>>>>>

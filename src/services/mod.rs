//! Business logic layer for afford
//!
//! The affordability calculator and the advisory rules built on top of it.

pub mod affordability;
pub mod recommendations;

pub use affordability::{
    classify_risk, compute_totals, expense_breakdown, AffordabilityService, AnnualProjection,
    Assessment, BreakdownItem, Totals,
};
pub use recommendations::{recommendations, Recommendation, Severity};
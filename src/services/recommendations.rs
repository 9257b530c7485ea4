//! Advisory recommendations
//!
//! Each trigger is evaluated on its own against the current totals. Several
//! can fire at once; the order of the returned list is display order only.

use serde::Serialize;
use std::cmp::Ordering;
use std::fmt;

use crate::display::{format_currency, format_percent, format_units};
use crate::models::{AffordabilityInputs, Currency, Money};

use super::affordability::{share_of_salary_cmp, Totals, CONSERVATIVE_SHARE_PCT, MODERATE_SHARE_PCT};

/// Monthly delivery-app spend above which a saving opportunity is flagged
pub const DELIVERY_SPEND_LIMIT: Money = Money::from_units(800);

/// How strongly a recommendation should be worded
#[derive(Debug, Clone, Copy, PartialEq, Eq, Serialize)]
#[serde(rename_all = "snake_case")]
pub enum Severity {
    Critical,
    Urgent,
    Opportunity,
    Warning,
    Excellent,
}

impl fmt::Display for Severity {
    fn fmt(&self, f: &mut fmt::Formatter<'_>) -> fmt::Result {
        let label = match self {
            Severity::Critical => "Critical",
            Severity::Urgent => "Urgent",
            Severity::Opportunity => "Opportunity",
            Severity::Warning => "Warning",
            Severity::Excellent => "Excellent",
        };
        f.write_str(label)
    }
}

/// A triggered piece of advice with the figures it quotes
#[derive(Debug, Clone, PartialEq, Serialize)]
#[serde(tag = "kind", rename_all = "snake_case")]
pub enum Recommendation {
    /// Mortgage takes more than 40% of salary
    RefinanceMortgage {
        mortgage_percent: Option<f64>,
        /// Salary x 0.40 in currency units
        target_payment: f64,
    },
    /// Obligations exceed salary
    MonthlyDeficit { deficit: Money },
    /// Delivery spend is high enough that a 30% cut is worth suggesting
    ReduceDelivery {
        current: Money,
        reduced: Money,
        annual_saving: Money,
    },
    /// Something is left over, but less than 10% of salary
    ThinBuffer {
        remaining: Money,
        remaining_percent: Option<f64>,
        emergency_fund: Money,
    },
    /// Mortgage within 35% and more than 15% of salary left over
    InvestSurplus { surplus: Money },
}

impl Recommendation {
    pub fn severity(&self) -> Severity {
        match self {
            Recommendation::RefinanceMortgage { .. } => Severity::Critical,
            Recommendation::MonthlyDeficit { .. } => Severity::Urgent,
            Recommendation::ReduceDelivery { .. } => Severity::Opportunity,
            Recommendation::ThinBuffer { .. } => Severity::Warning,
            Recommendation::InvestSurplus { .. } => Severity::Excellent,
        }
    }

    /// Advice text, with amounts labelled in `currency`
    pub fn message(&self, currency: Currency) -> String {
        let amount = |m: Money| format!("{} {}", format_currency(m), currency);

        match self {
            Recommendation::RefinanceMortgage {
                mortgage_percent,
                target_payment,
            } => {
                let share = match mortgage_percent {
                    Some(pct) => format!("Your mortgage is {} of your salary.", format_percent(*pct)),
                    None => "You have a mortgage payment but no salary.".to_string(),
                };
                format!(
                    "{} Consider refinancing to get it below {}/month.",
                    share,
                    format!("{} {}", format_units(*target_payment), currency)
                )
            }
            Recommendation::MonthlyDeficit { deficit } => format!(
                "You have a monthly deficit of {}. You need to reduce expenses or increase income immediately.",
                amount(*deficit)
            ),
            Recommendation::ReduceDelivery {
                current,
                reduced,
                annual_saving,
            } => format!(
                "Delivery apps cost {}/month. Reducing to {} could save {}/year.",
                amount(*current),
                amount(*reduced),
                amount(*annual_saving)
            ),
            Recommendation::ThinBuffer {
                remaining,
                remaining_percent,
                emergency_fund,
            } => format!(
                "You only have {} ({}) remaining. Build an emergency fund of at least {}.",
                amount(*remaining),
                remaining_percent.map(format_percent).unwrap_or_else(|| "n/a".to_string()),
                amount(*emergency_fund)
            ),
            Recommendation::InvestSurplus { surplus } => format!(
                "Your finances are healthy! Consider investing your surplus of {}/month.",
                amount(*surplus)
            ),
        }
    }
}

/// Evaluate every trigger against the current totals
pub fn recommendations(totals: &Totals, inputs: &AffordabilityInputs) -> Vec<Recommendation> {
    let salary = inputs.salary;
    let remaining = totals.remaining;
    let mut advice = Vec::new();

    // With no salary any positive payment is over the limit
    let mortgage_over_limit =
        match share_of_salary_cmp(inputs.mortgage_payment, salary, MODERATE_SHARE_PCT) {
            Some(ordering) => ordering == Ordering::Greater,
            None => inputs.mortgage_payment.is_positive(),
        };
    if mortgage_over_limit {
        advice.push(Recommendation::RefinanceMortgage {
            mortgage_percent: totals.mortgage_percent,
            target_payment: totals.max_affordable_40,
        });
    }

    if remaining.is_negative() {
        advice.push(Recommendation::MonthlyDeficit {
            deficit: remaining.abs(),
        });
    }

    if inputs.delivery_apps > DELIVERY_SPEND_LIMIT {
        advice.push(Recommendation::ReduceDelivery {
            current: inputs.delivery_apps,
            reduced: inputs.delivery_apps.percent(70),
            annual_saving: inputs.delivery_apps.times(12).percent(30),
        });
    }

    if remaining.is_positive() && (remaining.cents() as i128) * 10 < salary.cents() as i128 {
        advice.push(Recommendation::ThinBuffer {
            remaining,
            remaining_percent: totals.remaining_percent,
            emergency_fund: totals.total_obligations.times(3),
        });
    }

    let mortgage_conservative = matches!(
        share_of_salary_cmp(inputs.mortgage_payment, salary, CONSERVATIVE_SHARE_PCT),
        Some(Ordering::Less | Ordering::Equal)
    );
    if mortgage_conservative && (remaining.cents() as i128) * 100 > salary.cents() as i128 * 15 {
        advice.push(Recommendation::InvestSurplus { surplus: remaining });
    }

    advice
}
//! Export CLI commands
//!
//! Writes assessments and scenario templates to a file or stdout.

use std::fs::File;
use std::io::{BufWriter, Write};
use std::path::{Path, PathBuf};

use crate::error::{AffordError, AffordResult};
use crate::export::{export_assessment, export_scenario, ExportFormat, ScenarioFormat};
use crate::models::AffordabilityInputs;
use crate::services::Assessment;

fn create_output(path: &Path) -> AffordResult<BufWriter<File>> {
    let file = File::create(path).map_err(|e| {
        AffordError::Export(format!("Failed to create file {}: {}", path.display(), e))
    })?;
    Ok(BufWriter::new(file))
}

/// Handle `export`
pub fn handle_export_command(
    assessment: &Assessment,
    format: ExportFormat,
    output: Option<PathBuf>,
) -> AffordResult<()> {
    if let Some(path) = output {
        let mut writer = create_output(&path)?;
        export_assessment(assessment, format, &mut writer)?;
        writer
            .flush()
            .map_err(|e| AffordError::Export(e.to_string()))?;
        println!("Assessment exported to: {}", path.display());
    } else {
        let stdout = std::io::stdout();
        let mut handle = stdout.lock();
        export_assessment(assessment, format, &mut handle)?;
    }

    Ok(())
}

/// Handle `template`
///
/// With an output path and no explicit format, the format follows the file
/// extension.
pub fn handle_template_command(
    inputs: &AffordabilityInputs,
    format: Option<ScenarioFormat>,
    output: Option<PathBuf>,
) -> AffordResult<()> {
    if let Some(path) = output {
        let format = match format {
            Some(format) => format,
            None => ScenarioFormat::from_path(&path)?,
        };
        let mut writer = create_output(&path)?;
        export_scenario(inputs, format, &mut writer)?;
        writer
            .flush()
            .map_err(|e| AffordError::Export(e.to_string()))?;
        println!("Scenario written to: {}", path.display());
    } else {
        let stdout = std::io::stdout();
        let mut handle = stdout.lock();
        export_scenario(inputs, format.unwrap_or(ScenarioFormat::Json), &mut handle)?;
    }

    Ok(())
}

<<<<<

▸ **Work order**
Show every line from the entries that includes the word "models".

▸ **Solution below**
use crate::models::{AffordabilityInputs, Currency, Money};
use crate::models::AffordabilityInputs;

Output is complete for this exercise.